José I. Martinez.A vida, normalmente difícil para os trabalhadores das fábricas, se tornara praticamente insuportável naquele ano, com o brutal aumento do custo de vida ocasionado pela Primeira Guerra Mundial – enquanto os salários subiram 71 % entre 1914 e 1923, o custo de vida havia aumentado 189%. Isso, em parte, se devia à opção dos industriais e fazendeiros brasileiros de fornecer mercadorias e alimentos prioritariamente para os países em guerra, desfalcando o mercado interno com a consequente alta de preços. Além disso, a polícia reprimia violentamente qualquer manifestação de desagrado, por parte dos trabalhadores, com a situação cotidiana. Policiais entravam nas casas de operários prendendo líderes e reprimindo qualquer reunião em grupo.

Com a morte de Martinez, jovem anarquista de família imigrante espanhola, a capital paulista parou. Martinez era arrimo de família e todos dependiam dele para sobreviver. Sua situação espelhava os diferentes e precários arranjos familiares de muitas outras famílias imigrantes da época.

A identificação foi imediata. O cortejo de seu funeral percorreu uma cidade em choque, silêncio e dor – da rua Caetano Pinto, por toda a avenida Rangel Pestana até a Ladeira do Carmo. Tudo estava lotado, com pessoas em luto por causa da morte do jovem trabalhador.  

Nos dias seguintes, o comércio fechou as portas, não se fabricava mais pão nem se vendia leite. O governo, apesar de intensificar ainda mais a repressão matando líderes e operários, perdeu o controle da cidade.  Mesmo com o número de trabalhadores mortos pela polícia crescendo, os grevistas conseguiram emboscar alguns policiais e os mataram. O clima era terrível.  

Foi nesse estado das coisas, que o governo resolveu negociar com os grevistas. Os operários, então, apresentaram reivindicações, que incluíam o aumento de salários, mas abarcaram um leque de problemas da cidade. O encontro entre governo, empresários e líderes de trabalhadores aconteceu na sede do jornal mais importante da cidade, O Estado de S. Paulo, local em que a oligarquia paulista se sentia à vontade.  

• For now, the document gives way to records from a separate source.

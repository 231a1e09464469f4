use std::path::{Path, PathBuf};

use anyhow::{Context, bail};
use regex::Regex;

use crate::Result;

/// File-name prefix that marks a chunk as opt-in. Such files are never
/// auto-loaded.
pub const PRIVATE_MARKER: char = '_';

/// Return the sorted list of regular files matching `pattern`.
///
/// Supported syntax: `*` (any run within one path component), `?` (one
/// character), `**` (zero or more whole components). Relative patterns are
/// matched relative to the current directory and returned relative as well.
pub fn scan(pattern: &str) -> Result<Vec<PathBuf>> {
    if pattern.is_empty() {
        return Ok(Vec::new());
    }

    let normalized = pattern.replace('\\', "/");
    let (base, recursive) = literal_base(&normalized);
    let re = glob_to_regex(&normalized).with_context(|| format!("compile pattern {pattern}"))?;

    let root = if base.is_empty() { Path::new(".") } else { Path::new(base) };
    if !root.exists() {
        return Ok(Vec::new());
    }

    let mut out = Vec::new();
    let mut walker = walkdir::WalkDir::new(root).follow_links(false);
    if !recursive {
        walker = walker.max_depth(depth_of(&normalized[base.len()..]));
    }
    for entry in walker.into_iter().filter_map(|e| e.ok()) {
        if !entry.file_type().is_file() {
            continue;
        }
        let path = entry.path();
        let display = path.to_string_lossy().replace('\\', "/");
        let candidate = if base.is_empty() {
            display.strip_prefix("./").unwrap_or(&display).to_string()
        } else {
            display
        };
        if re.is_match(&candidate) {
            out.push(PathBuf::from(candidate));
        }
    }
    out.sort();
    Ok(out)
}

/// True if the file name starts with [`PRIVATE_MARKER`].
pub fn is_private(path: &Path) -> bool {
    path.file_name()
        .map(|n| n.to_string_lossy().starts_with(PRIVATE_MARKER))
        .unwrap_or(false)
}

/// Longest leading run of components without glob metacharacters, and
/// whether the pattern uses `**`.
fn literal_base(pattern: &str) -> (&str, bool) {
    let recursive = pattern.contains("**");
    let first_meta = pattern.find(['*', '?', '[']).unwrap_or(pattern.len());
    let base = match pattern[..first_meta].rfind('/') {
        Some(0) => "/",
        Some(i) => &pattern[..i],
        None => "",
    };
    (base, recursive)
}

/// Number of path components below the base directory.
fn depth_of(rest: &str) -> usize {
    rest.trim_start_matches('/')
        .split('/')
        .filter(|c| !c.is_empty())
        .count()
        .max(1)
}

fn glob_to_regex(pattern: &str) -> Result<Regex> {
    let mut re = String::from("^");
    let chars: Vec<char> = pattern.chars().collect();
    let mut i = 0;
    while i < chars.len() {
        match chars[i] {
            '*' if chars.get(i + 1) == Some(&'*') => {
                // `**/` matches zero or more directories; a trailing `**`
                // matches everything below.
                if chars.get(i + 2) == Some(&'/') {
                    re.push_str("(?:[^/]+/)*");
                    i += 3;
                } else {
                    re.push_str(".*");
                    i += 2;
                }
                continue;
            }
            '*' => re.push_str("[^/]*"),
            '?' => re.push_str("[^/]"),
            '[' => bail!("character classes are not supported"),
            c => re.push_str(&regex::escape(&c.to_string())),
        }
        i += 1;
    }
    re.push('$');
    Ok(Regex::new(&re)?)
}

Entre as muitas reivindicações políticas dos grevistas, reunidos em torno do Comitê de Defesa Proletária, um dos pontos fundamentais foi o congelamento dos preços dos bens alimentares e o aumento e a fiscalização dos mercados e feiras livres da cidade.

Espaços de comércio e sociabilidade, as feiras são uma conquista dos operários. Foto: Acervo FAPESP.

Entendia-se na época que as feiras eram os locais mais apropriados para se comprar alimentos e que, portanto, deveriam ser ampliadas – em número de ruas e bairros atendidos, bem como em tamanho e número de feirantes – e fiscalizadas pelo poder público para os alimentos chegassem com preço acessível à população.

São Paulo havia sido uma das primeiras cidades do país a ter feiras livres. Elas foram regulamentadas em 27 de novembro de 1909, pelo decreto n. 28 de autoria do vereador José Oswald.

Em 1917, portanto, fazia poucos anos que a feira fazia parte do cotidiano de abastecimento da cidade. Do início, as feiras tornaram-se extremamente populares, eram um lugar onde se podia comprar e vender alimentos com preços acessíveis, muitas vezes direto dos pequenos produtores da cidade.

Vendedora de galinha no centro de São Paulo, em 1910, época em que o governo começou a organizar o comércio de alimentos. Foto: Vincenzo Pastore / IMS.

Desde a Idade Média, os espaços de feira sempre se caracterizaram por essa mistura de gente, comida, encontro e festa. A palavra vem do latim e está relacionada a feriado. Garantindo a feira em suas reivindicações, os grevistas além de espalhar pela cidade uma maneira de vender popular, construíram um espaço de encontro, sociabilidade e liberdade.